Mesmo com aumento de clientes em 2023, o mercado de planos de saúde no Brasil coleciona indicadores ruins: registra alta de reclamações, aumento de decisões judiciais desfavoráveis e prejuízo financeiro recorde.

O que aconteceu

As reclamações contra os convênios batem recordes. As queixas aumentaram 120%, entre 2019 (antes da pandemia) e os dez primeiros meses de 2023. Elas passaram de 363 para 973 por dia, em média, segundo a ANS (Agência Nacional de Saúde).

As operadoras lideram o ranking de reclamações que considera outros setores da economia. Nos últimos 5 anos, só não estiveram no topo da lista em 2020 —durante a pandemia—, de acordo com o Idec (Instituto Brasileiro de Defesa do Consumidor).

A principal reclamação é contra o "gerenciamento das ações de saúde". É o nome dado à maneira como a operadora se comporta quando recebe pedidos para autorizar procedimentos, como prévias para exames, ou quando o segurado precisa arcar com parte do procedimento.

Reembolso é a segunda reclamação mais frequente. O administrador José Eduardo Alalou, 38, diz não conseguir ressarcimento da Unimed Nacional. Seu filho nasceu, em junho, na Maternidade São Luiz Star —que, na época, concluía os trâmites para integrar o convênio. "O plano me aconselhou pagar e pedir reembolso", diz Alalou.
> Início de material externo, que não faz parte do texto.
use std::sync::Arc;

use actix_cors::Cors;
use actix_web::{middleware::Compress, web, App, HttpServer};
use anyhow::Context;
use tracing::{info, Level};
use tracing_actix_web::TracingLogger;
use tracing_subscriber::EnvFilter;
use utoipa::OpenApi; // bring trait into scope for ApiDoc::openapi()
use utoipa_swagger_ui::SwaggerUi;

use agora::auth::TokenIssuer;
use agora::openapi::ApiDoc;
use agora::repo::Repo;
use agora::{config, AppConfig, AppState, SecurityHeaders};

#[actix_web::main]
async fn main() -> anyhow::Result<()> {
    // Load .env automatically only in debug builds; production sets the environment externally.
    if cfg!(debug_assertions) {
        let _ = dotenv::dotenv();
    }

    tracing_subscriber::fmt()
        .with_env_filter(EnvFilter::from_default_env().add_directive(Level::INFO.into()))
        .init();

    let cfg = AppConfig::from_env()?;
    info!("Bootstrapping agora forum server");
    info!(frontend = %cfg.frontend_url, hsts = cfg.enable_hsts, admins = cfg.bootstrap_admins.len(), "configuration loaded");

    let repo = build_repo(&cfg).await?;
    let state = AppState::new(repo, TokenIssuer::new(cfg.jwt_secret.clone(), cfg.jwt_ttl_hours), cfg.bootstrap_admins.clone());
    state.services.shared.ensure_sentinel().await
        .map_err(|e| anyhow::anyhow!("failed to create the DELETED member: {e}"))?;

    let openapi = ApiDoc::openapi();
    let bind_addr = cfg.bind_addr.clone();

    let server = HttpServer::new(move || {
        let cors = Cors::default()
            .allowed_origin(&cfg.frontend_url)
            .allow_any_header()
            .allowed_methods(["GET", "POST", "PUT", "PATCH", "DELETE", "OPTIONS"])
            .supports_credentials()
            .max_age(3600);

        App::new()
            .wrap(TracingLogger::default())
            .wrap(Compress::default())
            .wrap(SecurityHeaders::from_config(&cfg))
            .wrap(cors)
            .app_data(web::Data::new(state.clone()))
            .configure(config)
            .service(SwaggerUi::new("/docs/{_:.*}").url("/docs/openapi.json", openapi.clone()))
    })
    .bind(&bind_addr)
    .with_context(|| format!("failed to bind {bind_addr}"))?;

    info!("Listening on http://{bind_addr}");
    server.run().await?;
    Ok(())
}

#[cfg(feature = "postgres-store")]
async fn build_repo(cfg: &AppConfig) -> anyhow::Result<Arc<dyn Repo>> {
    use sqlx::postgres::PgPoolOptions;
    let db_url = cfg.database_url.as_deref()
        .context("DATABASE_URL must be set for postgres-store")?;
    let pool = PgPoolOptions::new()
        .max_connections(5)
        .connect(db_url)
        .await
        .context("failed to connect to Postgres")?;
    sqlx::migrate!("./migrations").run(&pool).await.context("migrations failed")?;
    info!("Using Postgres repository backend");
    Ok(Arc::new(agora::repo::pg::PgRepo::new(pool)))
}

#[cfg(all(feature = "inmem-store", not(feature = "postgres-store")))]
async fn build_repo(cfg: &AppConfig) -> anyhow::Result<Arc<dyn Repo>> {
    let path = cfg.snapshot_path();
    info!(snapshot = %path.display(), "Using in-memory repository backend");
    Ok(Arc::new(agora::repo::inmem::InMemRepo::open(path)))
}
A conta de R$ 50 mil foi dividida no cartão de crédito. "Apresentei declaração da médica e do hospital sobre a internação, nota fiscal da prefeitura, relatórios do parto e as faturas do cartão, mas alegam falta de documento", reclama.

A Unimed Nacional disse que o hospital não faz parte de sua rede. Mesmo assim, afirma, em nota, que o reembolso será feito "o mais rapidamente possível" depois de analisar "a comprovação do desembolso".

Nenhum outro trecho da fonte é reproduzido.